Re: [RFCv1 0/8] RK3399 clean shutdown issue

From: Tobias Schramm
Date: Mon Dec 09 2019 - 09:52:10 EST


Hi,

On Mon, Dec 9, 2019 at 8:29 AM Robin Murphy <robin.murphy@xxxxxxx> wrote:
On 06/12/2019 6:45 pm, Anand Moon wrote:
Most of the RK3399 SBC boards do not perform clean
shutdown and clean reboot.
FWIW reboot problems on RK3399 have been tracked down to issues in
upstream ATF, and are unrelated to the PMIC.

These patches try to help resolve the issue with proper
shutdown by turning off the PMIC.
As mentioned elsewhere[1], although this is what the BSP kernel seems to
do, and in practice it's unlikely to matter for the majority of devboard
users like you and me, I still feel a bit uncomfortable with this
solution for systems using ATF as in principle the secure world might
want to know about orderly shutdowns, and this effectively makes every
shutdown an unexpected power loss from secure software's point of view.

Robin.
Since ATF is operating completely in volatile memory, and shouldn't be
touching hardware once it passes off control to the kernel anyways,
what is the harm of pulling the rug out from under it?
If this idea is to prevent issues in the future, such as if ATF does
gain the ability to preempt hardware control, then at that time ATF
will need to be able to handle actually powering off devices using the
same functionality.

As far as I know ATF implements PSCI, doesn't it? Thus I would assume that it should most definitely handle power off for all platforms as indicated by the presence of platform handlers in [1].

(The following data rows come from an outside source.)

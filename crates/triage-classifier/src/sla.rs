//! SLA Evaluator
//!
//! A stateless state machine over labels, parent-link presence and elapsed
//! time. Nothing is persisted: the status is recomputed on every call.

use crate::ClassifierError;
use regex::Regex;
use std::fmt;
use std::sync::LazyLock;
use triage_catalog::{RuleCatalog, SlaRules};
use triage_domain::{SignalSet, SlaStatus};

/// `https://github.com/<owner>/<repo>/issues/<n>`
static ISSUE_URL: LazyLock<Regex> = LazyLock::new(|| {
    Regex::new(r"(?i)https?://(?:www\.)?github\.com/([\w.-]+)/([\w.-]+)/issues/(\d+)").unwrap()
});

/// An SLA criterion the issue does not meet
#[derive(Debug, Clone, PartialEq, Eq)]
pub enum SlaCriterion {
    /// No parent issue linked
    MissingParentLink,
    /// The forbidden label is still applied
    ForbiddenLabel(String),
}

impl fmt::Display for SlaCriterion {
    fn fmt(&self, f: &mut fmt::Formatter<'_>) -> fmt::Result {
        match self {
            SlaCriterion::MissingParentLink => f.write_str("missing parent link"),
            SlaCriterion::ForbiddenLabel(label) => write!(f, "forbidden label '{}' present", label),
        }
    }
}

/// SLA decision for one issue
#[derive(Debug, Clone, PartialEq, Eq)]
pub struct SlaOutcome {
    /// Status
    pub status: SlaStatus,

    /// Whole days since creation
    pub days_open: i64,

    /// Unmet criteria (empty for Good and Waiting)
    pub failed: Vec<SlaCriterion>,

    /// Human-readable explanation
    pub rationale: String,
}

/// Per-issue SLA evaluator
#[derive(Debug, Clone, Copy)]
pub struct SlaEvaluator<'a> {
    rules: &'a SlaRules,
}

impl<'a> SlaEvaluator<'a> {
    /// Create an evaluator from the catalog's SLA rules
    pub fn new(catalog: &'a RuleCatalog) -> Self {
        Self::with_rules(&catalog.sla)
    }

    /// Create an evaluator from explicit rules
    pub fn with_rules(rules: &'a SlaRules) -> Self {
        Self { rules }
    }

    /// Evaluate an issue at `evaluation_time` (Unix seconds, UTC)
    ///
    /// # Errors
    ///
    /// Returns `InvalidSignalSet` when the creation timestamp is negative, or
    /// when it is later than the evaluation time on an issue that is not
    /// waiting on its reporter.
    pub fn evaluate(
        &self,
        signals: &SignalSet,
        evaluation_time: i64,
    ) -> Result<SlaOutcome, ClassifierError> {
        signals.validate_created_at_sign()?;

        // Waiting is terminal: no clock checks follow it
        if let Some(label) = self.rules.waiting_labels.iter().find(|l| signals.has_label(l)) {
            let days_open = signals.days_open(evaluation_time);
            return Ok(SlaOutcome {
                status: SlaStatus::Waiting,
                days_open,
                failed: Vec::new(),
                rationale: format!(
                    "Waiting on reporter (label '{}'); SLA clock paused at {} day(s) open",
                    label, days_open
                ),
            });
        }

        signals.validate_created_at(evaluation_time)?;
        let days_open = signals.days_open(evaluation_time);

        let mut failed = Vec::new();
        if self.rules.required_parent_link && !self.has_parent(signals) {
            failed.push(SlaCriterion::MissingParentLink);
        }
        if let Some(forbidden) = self.rules.forbidden() {
            if signals.has_label(forbidden) {
                failed.push(SlaCriterion::ForbiddenLabel(forbidden.to_lowercase()));
            }
        }

        let tolerance = i64::from(self.rules.tolerance_days);
        let (status, rationale) = if failed.is_empty() {
            (
                SlaStatus::Good,
                format!("All SLA criteria met; {} day(s) open", days_open),
            )
        } else {
            let criteria = failed.iter().map(|c| c.to_string()).collect::<Vec<_>>().join(" and ");
            if days_open <= tolerance {
                (
                    SlaStatus::Warning,
                    format!(
                        "{}; {} day(s) open, {} day(s) left of {}-day tolerance",
                        capitalize(&criteria),
                        days_open,
                        tolerance - days_open,
                        tolerance
                    ),
                )
            } else {
                (
                    SlaStatus::Violation,
                    format!(
                        "{}; {} day(s) open, {} day(s) past {}-day tolerance",
                        capitalize(&criteria),
                        days_open,
                        days_open - tolerance,
                        tolerance
                    ),
                )
            }
        };

        tracing::debug!("Issue {} SLA {}: {}", signals.id, status.as_str(), rationale);
        Ok(SlaOutcome {
            status,
            days_open,
            failed,
            rationale,
        })
    }

    /// Whether the issue has a parent, directly or via a body URL
    pub fn has_parent(&self, signals: &SignalSet) -> bool {
        signals.parent_link.is_some() || self.parent_url(signals).is_some()
    }

    /// First body URL pointing at an issue in a parent repository
    pub fn parent_url(&self, signals: &SignalSet) -> Option<String> {
        ISSUE_URL.captures_iter(&signals.body).find_map(|caps| {
            let repository = format!("{}/{}", &caps[1], &caps[2]);
            let own = signals
                .repository
                .as_deref()
                .is_some_and(|r| r.eq_ignore_ascii_case(&repository));
            let allowed = self.rules.parent_repositories.is_empty()
                || self
                    .rules
                    .parent_repositories
                    .iter()
                    .any(|r| r.trim().eq_ignore_ascii_case(&repository));
            (!own && allowed).then(|| caps[0].to_string())
        })
    }
}

fn capitalize(text: &str) -> String {
    let mut chars = text.chars();
    match chars.next() {
        Some(first) => first.to_uppercase().chain(chars).collect(),
        None => String::new(),
    }
}

#[cfg(test)]
mod tests {
    use super::*;
    use triage_domain::signal::SECONDS_PER_DAY;

    const NOW: i64 = 1_700_000_000;

    fn days_ago(days: i64) -> i64 {
        NOW - days * SECONDS_PER_DAY
    }

    fn evaluate(signals: &SignalSet) -> SlaOutcome {
        let rules = SlaRules::default();
        SlaEvaluator::with_rules(&rules).evaluate(signals, NOW).unwrap()
    }

    #[test]
    fn test_waiting_label_stops_evaluation() {
        let signals = SignalSet::new(1, "t", "", days_ago(30)).with_labels(["Need More Info", "needs-triage"]);
        let outcome = evaluate(&signals);
        assert_eq!(outcome.status, SlaStatus::Waiting);
        assert!(outcome.failed.is_empty());
        assert_eq!(outcome.days_open, 30);
    }

    #[test]
    fn test_good_with_parent_link() {
        let signals = SignalSet::new(1, "t", "", days_ago(30)).with_parent_link("acme/platform", 12);
        assert_eq!(evaluate(&signals).status, SlaStatus::Good);
    }

    #[test]
    fn test_good_with_parent_url() {
        let signals = SignalSet::new(1, "t", "Tracked in https://github.com/acme/platform/issues/88", days_ago(1))
            .with_repository("acme/plugin");
        assert_eq!(evaluate(&signals).status, SlaStatus::Good);
    }

    #[test]
    fn test_same_repository_url_is_not_a_parent() {
        let signals = SignalSet::new(1, "t", "See https://github.com/acme/plugin/issues/3", days_ago(1))
            .with_repository("Acme/Plugin");
        let outcome = evaluate(&signals);
        assert_eq!(outcome.status, SlaStatus::Warning);
        assert_eq!(outcome.failed, vec![SlaCriterion::MissingParentLink]);
    }

    #[test]
    fn test_parent_repository_allow_list() {
        let rules = SlaRules {
            parent_repositories: vec!["acme/platform".to_string()],
            ..SlaRules::default()
        };
        let evaluator = SlaEvaluator::with_rules(&rules);
        let listed = SignalSet::new(1, "t", "https://github.com/ACME/platform/issues/1", 0);
        let unlisted = SignalSet::new(1, "t", "https://github.com/other/repo/issues/1", 0);
        assert!(evaluator.has_parent(&listed));
        assert!(!evaluator.has_parent(&unlisted));
    }

    #[test]
    fn test_forbidden_label_blocks_good() {
        let signals = SignalSet::new(1, "t", "", days_ago(2))
            .with_parent_link("acme/platform", 12)
            .with_labels(["needs-triage"]);
        let outcome = evaluate(&signals);
        assert_eq!(outcome.status, SlaStatus::Warning);
        assert!(outcome.rationale.starts_with("Forbidden label 'needs-triage' present"));
        assert!(outcome.rationale.contains("5 day(s) left"));
    }

    #[test]
    fn test_both_criteria_named() {
        let signals = SignalSet::new(1, "t", "", days_ago(9)).with_labels(["needs-triage"]);
        let outcome = evaluate(&signals);
        assert_eq!(outcome.status, SlaStatus::Violation);
        assert_eq!(outcome.failed.len(), 2);
        assert!(outcome.rationale.starts_with("Missing parent link and forbidden label"));
        assert!(outcome.rationale.contains("2 day(s) past"));
    }

    #[test]
    fn test_tolerance_boundary() {
        let signals = SignalSet::new(1, "t", "", days_ago(7));
        assert_eq!(evaluate(&signals).status, SlaStatus::Warning);
        let signals = SignalSet::new(1, "t", "", days_ago(8));
        assert_eq!(evaluate(&signals).status, SlaStatus::Violation);
    }

    #[test]
    fn test_parent_not_required() {
        let rules = SlaRules {
            required_parent_link: false,
            ..SlaRules::default()
        };
        let signals = SignalSet::new(1, "t", "", days_ago(40));
        let outcome = SlaEvaluator::with_rules(&rules).evaluate(&signals, NOW).unwrap();
        assert_eq!(outcome.status, SlaStatus::Good);
        assert_eq!(outcome.days_open, 40);
    }

    #[test]
    fn test_waiting_label_wins_over_future_timestamp() {
        let rules = SlaRules::default();
        let evaluator = SlaEvaluator::with_rules(&rules);
        let future = SignalSet::new(1, "t", "", NOW + 10).with_labels(["need more info"]);
        let outcome = evaluator.evaluate(&future, NOW).unwrap();
        assert_eq!(outcome.status, SlaStatus::Waiting);
        assert_eq!(outcome.days_open, 0);
    }

    #[test]
    fn test_invalid_timestamps() {
        let rules = SlaRules::default();
        let evaluator = SlaEvaluator::with_rules(&rules);
        let future = SignalSet::new(1, "t", "", NOW + 10);
        assert!(matches!(
            evaluator.evaluate(&future, NOW),
            Err(ClassifierError::InvalidSignalSet(_))
        ));
        let negative = SignalSet::new(1, "t", "", -1).with_labels(["need more info"]);
        assert!(matches!(
            evaluator.evaluate(&negative, NOW),
            Err(ClassifierError::InvalidSignalSet(_))
        ));
    }
}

But as we discussed previously, ATF doesn't have this capability, so
in this case any board without a dedicated power-off gpio will be
unable to power off at all.
Also it seems that giving ATF this functionality, with the current
state of ATF, would be cost prohibitive.

I personally feel that allowing the kernel to do this is a solution to
the problem we have now.

Maybe I'm missing something here but I'd suggest that implementing an i2c driver in the rockchip platform part of ATF using libfdt to find the PMIC from the devicetree would be the way to go.